想起她在公司对孟延年的照(报)顾(复),她又不确定了。

不行,不能坐以待毙,还是要抱上小叔粗壮的大腿!

“玛卡巴卡阿卡哇卡米卡玛卡呣……”

一串手机铃声响起,孟嘉贤手忙脚乱地拿出手机,有点抱歉地看向江蝉月:“小月,我有个电话……”

江蝉月摆摆手:“你去吧,我自己晃一会。”

她又不是没来过这里,孟嘉贤一直陪着她逛反而让她不自在。

孟家整体采用的是欧式的装修风格,简繁适中,不会繁复到让人眼花缭乱,也不会简陋到清冷的程度,采光非常好,落地窗随处可见,雪后初霁的暖阳照射进来,给眼前的一切笼上一层浅金色的滤镜。

江蝉月不好随便闯进别人家的房间,跟着阳光一路闲逛,想找个暖和的地方瘫着。

结果转过拐角走到后院附近的另一个小客厅时,一个熟悉的身影坐在落地窗边。

听见脚步声,孟延年抬眼看来,对她点点头:“新年好。
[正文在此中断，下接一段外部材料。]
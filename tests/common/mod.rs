#![allow(dead_code)]

use actix_cors::Cors;
use actix_http::Request;
use actix_web::body::MessageBody;
use actix_web::dev::{Service, ServiceResponse};
use actix_web::http::header;
use actix_web::middleware::Logger;
use actix_web::{test, web, App};
use serde_json::json;
use std::sync::Arc;

use neotask::auth::{AuthMiddleware, TokenResponse};
use neotask::config::Config;
use neotask::routes::{self, health};
use neotask::state::AppState;

pub const TEST_SECRET: &str = "integration-test-secret";

/// In-memory state with a cheap bcrypt cost.
pub fn test_state() -> web::Data<AppState> {
    let mut config = Config::with_secret(TEST_SECRET);
    config.bcrypt_cost = 4;
    web::Data::new(AppState::in_memory(&config).expect("in-memory state"))
}

pub async fn init_app(
    state: web::Data<AppState>,
) -> impl Service<Request, Response = ServiceResponse<impl MessageBody>, Error = actix_web::Error>
{
    let gate = Arc::clone(&state.gate);
    test::init_service(
        App::new()
            .app_data(state)
            .wrap(
                Cors::default()
                    .allow_any_origin()
                    .allow_any_method()
                    .allow_any_header()
                    .max_age(3600),
            )
            .wrap(Logger::default())
            .service(health::health)
            .service(
                web::scope("/api")
                    .wrap(AuthMiddleware::new(gate))
                    .configure(routes::config),
            ),
    )
    .await
}

pub fn bearer(token: &str) -> (header::HeaderName, String) {
    (header::AUTHORIZATION, format!("Bearer {}", token))
}

/// Signs a user up and returns a bearer token for them.
pub async fn signup_and_login(
    app: &impl Service<Request, Response = ServiceResponse<impl MessageBody>, Error = actix_web::Error>,
    username: &str,
    password: &str,
) -> String {
    let credentials = json!({ "username": username, "password": password });

    let req = test::TestRequest::post()
        .uri("/api/auth/signup")
        .set_json(&credentials)
        .to_request();
    let resp = test::call_service(app, req).await;
    assert_eq!(
        resp.status(),
        actix_web::http::StatusCode::CREATED,
        "signup of {} failed",
        username
    );

    let req = test::TestRequest::post()
        .uri("/api/auth/login")
        .set_json(&credentials)
        .to_request();
    let resp = test::call_service(app, req).await;
    assert_eq!(resp.status(), actix_web::http::StatusCode::OK);
    let login: TokenResponse = test::read_body_json(resp).await;
    login.token
}
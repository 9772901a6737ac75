#![doc = "The `neotask` library crate."]
#![doc = ""]
#![doc = "A task-tracking service: username/password accounts, bearer-token and cookie-session"]
#![doc = "authentication behind a single authorization gate, and a faceted task query engine"]
#![doc = "(search, filters, sorting, pagination) over in-memory or Postgres stores."]
#![doc = "The binary (`main.rs`) reads the configuration, builds an `AppState` and serves it."]

pub mod auth;
pub mod config;
pub mod error;
pub mod models;
pub mod query;
pub mod routes;
pub mod state;
pub mod store;
pub mod tasks;
//! The predicate and ordering model shared by the query engine and the stores.
//!
//! A [`Predicate`] is a conjunction of [`Clause`]s. Stores either evaluate it directly
//! ([`Predicate::matches`]) or translate each clause into their own query language.

use std::cmp::Ordering;

use chrono::{DateTime, Utc};
use serde::{Deserialize, Serialize};

use crate::models::{Task, TaskPriority, TaskStatus};

#[derive(Debug, Clone, PartialEq, Eq)]
pub enum Clause {
    Status(TaskStatus),
    Priority(TaskPriority),
    Category(String),
    /// Set membership: the task carries this tag.
    Tag(String),
    /// Inclusive lower bound on the due date. Tasks without a due date never match.
    DueFrom(DateTime<Utc>),
    /// Inclusive upper bound on the due date. Tasks without a due date never match.
    DueTo(DateTime<Utc>),
    /// Case-insensitive substring of title, description or any tag. Stored lowercased.
    Search(String),
}

impl Clause {
    pub fn search(text: &str) -> Self {
        Clause::Search(text.to_lowercase())
    }

    pub fn matches(&self, task: &Task) -> bool {
        match self {
            Clause::Status(status) => task.status == *status,
            Clause::Priority(priority) => task.priority == *priority,
            Clause::Category(category) => task.category == *category,
            Clause::Tag(tag) => task.tags.iter().any(|t| t == tag),
            Clause::DueFrom(start) => task.due_date.is_some_and(|due| due >= *start),
            Clause::DueTo(end) => task.due_date.is_some_and(|due| due <= *end),
            Clause::Search(needle) => {
                task.title.to_lowercase().contains(needle.as_str())
                    || task
                        .description
                        .as_deref()
                        .is_some_and(|d| d.to_lowercase().contains(needle.as_str()))
                    || task
                        .tags
                        .iter()
                        .any(|t| t.to_lowercase().contains(needle.as_str()))
            }
        }
    }
}

/// A conjunction of clauses. The empty predicate matches every task.
#[derive(Debug, Clone, Default, PartialEq, Eq)]
pub struct Predicate {
    clauses: Vec<Clause>,
}

impl Predicate {
    pub fn all() -> Self {
        Self::default()
    }

    pub fn and(mut self, clause: Clause) -> Self {
        self.clauses.push(clause);
        self
    }

    pub fn clauses(&self) -> &[Clause] {
        &self.clauses
    }

    pub fn matches(&self, task: &Task) -> bool {
        self.clauses.iter().all(|clause| clause.matches(task))
    }
}

#[derive(Debug, Clone, Copy, Default, PartialEq, Eq, Serialize, Deserialize)]
#[serde(rename_all = "snake_case")]
pub enum SortField {
    #[default]
    CreatedAt,
    UpdatedAt,
    DueDate,
    Priority,
    Status,
    Title,
}

impl SortField {
    pub fn parse(raw: &str) -> Option<Self> {
        match raw.trim() {
            "created_at" | "createdAt" | "created" => Some(Self::CreatedAt),
            "updated_at" | "updatedAt" | "updated" => Some(Self::UpdatedAt),
            "due_date" | "dueDate" | "due" => Some(Self::DueDate),
            "priority" => Some(Self::Priority),
            "status" => Some(Self::Status),
            "title" => Some(Self::Title),
            _ => None,
        }
    }

    /// SQL ordering expression for the column.
    pub fn column(self) -> &'static str {
        match self {
            Self::CreatedAt => "created_at",
            Self::UpdatedAt => "updated_at",
            Self::DueDate => "due_date",
            Self::Priority => "priority",
            Self::Status => "status",
            Self::Title => "LOWER(title) COLLATE \"C\"",
        }
    }
}

#[derive(Debug, Clone, Copy, Default, PartialEq, Eq, Serialize, Deserialize)]
#[serde(rename_all = "lowercase")]
pub enum SortDirection {
    Asc,
    #[default]
    Desc,
}

impl SortDirection {
    pub fn parse(raw: &str) -> Option<Self> {
        match raw.trim().to_ascii_lowercase().as_str() {
            "asc" | "ascending" | "1" => Some(Self::Asc),
            "desc" | "descending" | "-1" => Some(Self::Desc),
            _ => None,
        }
    }

    pub fn keyword(self) -> &'static str {
        match self {
            Self::Asc => "ASC",
            Self::Desc => "DESC",
        }
    }
}

/// Ordering of a result set. Ties are always broken by ascending task id,
/// and tasks without a due date sort last in either direction.
#[derive(Debug, Clone, Copy, Default, PartialEq, Eq, Serialize, Deserialize)]
pub struct Sort {
    pub field: SortField,
    pub direction: SortDirection,
}

impl Sort {
    pub fn new(field: SortField, direction: SortDirection) -> Self {
        Self { field, direction }
    }

    pub fn compare(&self, a: &Task, b: &Task) -> Ordering {
        let directed = |ordering: Ordering| match self.direction {
            SortDirection::Asc => ordering,
            SortDirection::Desc => ordering.reverse(),
        };
        let primary = match self.field {
            SortField::CreatedAt => directed(a.created_at.cmp(&b.created_at)),
            SortField::UpdatedAt => directed(a.updated_at.cmp(&b.updated_at)),
            SortField::Priority => directed(a.priority.cmp(&b.priority)),
            SortField::Status => directed(a.status.cmp(&b.status)),
            SortField::Title => directed(a.title.to_lowercase().cmp(&b.title.to_lowercase())),
            SortField::DueDate => match (a.due_date, b.due_date) {
                (Some(x), Some(y)) => directed(x.cmp(&y)),
                (Some(_), None) => Ordering::Less,
                (None, Some(_)) => Ordering::Greater,
                (None, None) => Ordering::Equal,
            },
        };
        primary.then_with(|| a.id.cmp(&b.id))
    }
}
”

江蝉月像是突然被定在原地,点点头:“新年快乐小叔。”

两人隔着不远的距离默然对望,见江蝉月好像没有过来的意思,微不可察地蹙了蹙眉,拍了拍身边的座位:“过来,坐。”

江蝉月默默挪了过去,坐在他身边的座位上。

孟延年换了一身江蝉月没见过的衣服,她不禁看了一眼,又看了一眼。

他今天破天荒穿了件浅灰色的外套,这对于常年穿黑色的孟延年来说已经是不可多得的亮色了,而他似乎也无法放弃穿黑色的坚持,内搭穿了件贴身的黑色薄毛衣,外套微微敞开,隐约可见衣物勾勒出的饱满肌肉轮廓。

怪不得网上都说黑色紧身上衣是男人能穿的最银荡的衣服之一……

可能是江蝉月的目光太过于火热了,孟延年轻咳了一声,拢住外套。

江蝉月这才如梦初醒,欲盖弥彰地移开视线,左看看右看看,然后,视线顿住。

这个角度……好像刚好能看见刚刚她跟孟嘉贤说话的地方?

江蝉月狐疑地看了他一眼,又算了算之间的距离,觉得以有钱人家建筑材料良好的隔音效果,应该不至于能听见……吧?

“不是说要给我拜年吗,”孟延年合上腿上的书本,放在一旁,看向江蝉月,“怎么来了又不说话?”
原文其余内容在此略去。